■ Goal of the exercise:
From the entries that follow, list every line in which the string "vertex" appears.

■ Data to use:
◆ ◆ ◆ ◆ ◆ ◆ ◆

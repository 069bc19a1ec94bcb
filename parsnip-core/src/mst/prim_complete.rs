//! Array Prim specialised to the complete graph.
//!
//! Every vertex pair has a distance, so the classic O(V²) scan needs no
//! priority queue: one pass per added vertex relaxes the frontier arrays.
//! Cost ties are broken by a random byte drawn per vertex, which keeps the
//! tree shape from depending on input order while staying deterministic for
//! a seeded generator.

use rand::Rng;
use rand::rngs::SmallRng;

use super::{Edge, MstError};
use crate::matrix::DistanceMatrix;

/// Composite comparison key: cost in the high bits, tie-break byte low.
const fn key(cost: u16, tiebreak: u8) -> u32 {
    ((cost as u32) << 8) | tiebreak as u32
}

/// Builds the spanning tree of the complete graph described by the matrix.
///
/// # Errors
/// Returns [`MstError::EmptyGraph`] when the matrix covers no vertices.
pub fn build(matrix: &DistanceMatrix, rng: &mut SmallRng) -> Result<Vec<Edge>, MstError> {
    let n = matrix.len();
    if n == 0 {
        return Err(MstError::EmptyGraph);
    }
    let mut tiebreak = vec![0u8; n];
    rng.fill(tiebreak.as_mut_slice());

    let mut in_tree = vec![false; n];
    let mut best_cost = vec![u16::MAX; n];
    let mut best_from = vec![0u32; n];
    let mut edges = Vec::with_capacity(n.saturating_sub(1));

    let mut current = 0usize;
    if let Some(flag) = in_tree.get_mut(0) {
        *flag = true;
    }
    for _ in 1..n {
        // Relax the frontier against the vertex just added.
        for v in 0..n {
            if in_tree.get(v).copied().unwrap_or(true) {
                continue;
            }
            let cost = matrix.at(current, v);
            if cost < best_cost.get(v).copied().unwrap_or(u16::MAX) {
                if let Some(slot) = best_cost.get_mut(v) {
                    *slot = cost;
                }
                if let Some(slot) = best_from.get_mut(v) {
                    *slot = u32::try_from(current).unwrap_or(u32::MAX);
                }
            }
        }
        // Pick the cheapest frontier vertex, random byte deciding ties.
        let mut chosen: Option<(usize, u32)> = None;
        for v in 0..n {
            if in_tree.get(v).copied().unwrap_or(true) {
                continue;
            }
            let cost = best_cost.get(v).copied().unwrap_or(u16::MAX);
            let k = key(cost, tiebreak.get(v).copied().unwrap_or(0));
            if chosen.is_none_or(|(_, best)| k < best) {
                chosen = Some((v, k));
            }
        }
        let Some((v, _)) = chosen else {
            return Err(MstError::Disconnected { components: 2 });
        };
        if let Some(flag) = in_tree.get_mut(v) {
            *flag = true;
        }
        edges.push(Edge::new(
            best_from.get(v).copied().unwrap_or(0),
            u32::try_from(v).unwrap_or(u32::MAX),
            best_cost.get(v).copied().unwrap_or(0),
        ));
        current = v;
    }
    Ok(edges)
}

◆ ◆ ◆ ◆ ◆ ◆ ◆

■ Completed task:
//! Every vertex pair has a distance, so the classic O(V²) scan needs no
//! priority queue: one pass per added vertex relaxes the frontier arrays.
//! Cost ties are broken by a random byte drawn per vertex, which keeps the
        // Relax the frontier against the vertex just added.
        // Pick the cheapest frontier vertex, random byte deciding ties.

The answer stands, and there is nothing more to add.